As shown in FIG. 16, the base 61 includes a substrate 72 and a flexible film 73 (a kind of partition member in the present invention) stacked on each other. More specifically, the flexible film 73 is formed on one surface of the substrate 72. A plurality of voids 74 (a kind of space in the present invention) are partitioned and formed on the substrate 72 by partition walls 75 (a kind of wall in the present invention) corresponding to the respective piezoelectric elements 64. That is, the voids 74 are arranged in an array with respect to the substrate 72, and the partition walls 75 are arranged between two adjacent voids 74. A portion of the flexible film 73 corresponding to the upper opening of the empty portion 74 functions as the movable region 78. The movable region 78 is a portion of the flexible film 73 that can oscillate (displace) in the thickness direction of the substrate 72 by partitioning a part (ceiling surface) of the empty portion 74. In the present embodiment, the substrate 72 and the flexible film 73 are integrally formed. More specifically, a silicon oxide film (SiO ₂ ) is formed by thermally oxidizing one surface of a silicon substrate which is a base material of the substrate 72, and a silicon oxide film is formed from the other surface of the silicon substrate. Thus, anisotropic etching is performed to form a void 74, and the remaining silicon oxide film functions as the flexible film 73. Note that an insulating film (not shown) is laminated on the flexible film 73. Then, the lower electrode 66, the piezoelectric film 67, and the upper electrode 65 are sequentially laminated on the surface of the movable region 78 (the surface opposite to the surface on the empty portion 74 side), and the piezoelectric element 64 is disposed. .

  A reinforcing plate 76 is bonded to the back surface of the substrate 61 (the surface opposite to the flexible film 73 side) with an adhesive 80. The reinforcing plate 76 closes the empty portion 74 on the back surface of the ultrasonic sensor 60. As the reinforcing plate 76, for example, a silicon substrate can be used.

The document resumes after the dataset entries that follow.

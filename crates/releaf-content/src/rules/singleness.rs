use std::collections::BTreeSet;

use crate::model::Node;
use crate::ops::Tree;

/// "At most one node of these types under the nearest ancestor of those
/// types" (or in the whole tree when `under` is empty)
#[derive(Debug, Clone, Default, PartialEq, Eq)]
pub struct SinglenessRule {
    for_types: BTreeSet<String>,
    under: BTreeSet<String>,
}

impl SinglenessRule {
    pub fn new<I, S>(for_types: I) -> Self
    where
        I: IntoIterator<Item = S>,
        S: Into<String>,
    {
        Self {
            for_types: for_types.into_iter().map(Into::into).collect(),
            under: BTreeSet::new(),
        }
    }

    pub fn under<I, S>(mut self, ancestor_types: I) -> Self
    where
        I: IntoIterator<Item = S>,
        S: Into<String>,
    {
        self.under = ancestor_types.into_iter().map(Into::into).collect();
        self
    }

    pub fn for_types(&self) -> &BTreeSet<String> {
        &self.for_types
    }

    pub fn under_types(&self) -> &BTreeSet<String> {
        &self.under
    }

    pub fn applies_to(&self, content_type: &str) -> bool {
        self.for_types.contains(content_type)
    }

    /// Whether `candidate` may be saved at its `parent_id`
    ///
    /// The parent is looked up by id in `tree` rather than taken from any
    /// chain the caller may hold, and the candidate itself never counts
    /// against the limit.
    pub fn is_satisfied(&self, tree: &Tree, candidate: &Node) -> bool {
        let Some(content_type) = candidate.content_type_name() else {
            return true;
        };
        if !self.applies_to(content_type) {
            return true;
        }

        let conflicting = |node: &&Node| {
            node.id != candidate.id && node.content_type_name() == Some(content_type)
        };

        if self.under.is_empty() {
            return !tree.nodes_of_type(content_type).iter().any(conflicting);
        }

        let Some(parent_id) = candidate.parent_id else {
            return true;
        };
        let Ok(chain) = tree.self_and_ancestors(parent_id) else {
            return true;
        };
        let scope_root = chain
            .into_iter()
            .filter(|n| {
                n.content_type_name()
                    .is_some_and(|t| self.under.contains(t))
            })
            .max_by_key(|n| n.depth());
        let Some(scope_root) = scope_root else {
            return true;
        };

        match tree.descendants(scope_root.id) {
            Ok(scope) => !scope.iter().any(conflicting),
            Err(_) => true,
        }
    }
}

  In the ultrasonic sensor 60, during a transmission period (vibration period) in which ultrasonic waves are transmitted, the drive signal VDR output from the control circuit is supplied (applied) to the lower electrode 66 of each piezoelectric element 64 via the individual electrode terminal 70. ) Further, during a reception period (vibration period) in which an ultrasonic reflected wave (echo) is received, the reception signal VR from the piezoelectric element 64 is output via the lower electrode 66 and the individual electrode terminal 70. A common voltage VCOM is supplied to the upper electrode 65 of each piezoelectric element 64 via the common electrode terminal 69. This common voltage VCOM is a constant DC voltage. When a difference voltage between the drive signal VDR and the common voltage VCOM is applied to each piezoelectric element 64, an ultrasonic wave having a predetermined frequency is transmitted from the piezoelectric element 64. Then, the ultrasonic waves radiated from all the piezoelectric elements 64 are combined to form an ultrasonic wave radiated from the element array surface of the ultrasonic sensor 60. This ultrasonic wave is transmitted toward the measurement target (for example, inside the human body). In addition, when the reflected wave reflected from the measurement target is input to the piezoelectric element 64 after the ultrasonic wave is transmitted, the piezoelectric element 64 vibrates as a vibration part for detection in response to the electromotive force. Arise. This electromotive force is output to the control circuit as a reception signal VR. In the present embodiment, the piezoelectric element group functioning as a detection vibration unit alternately transmits sound waves and receives reflected waves at different times.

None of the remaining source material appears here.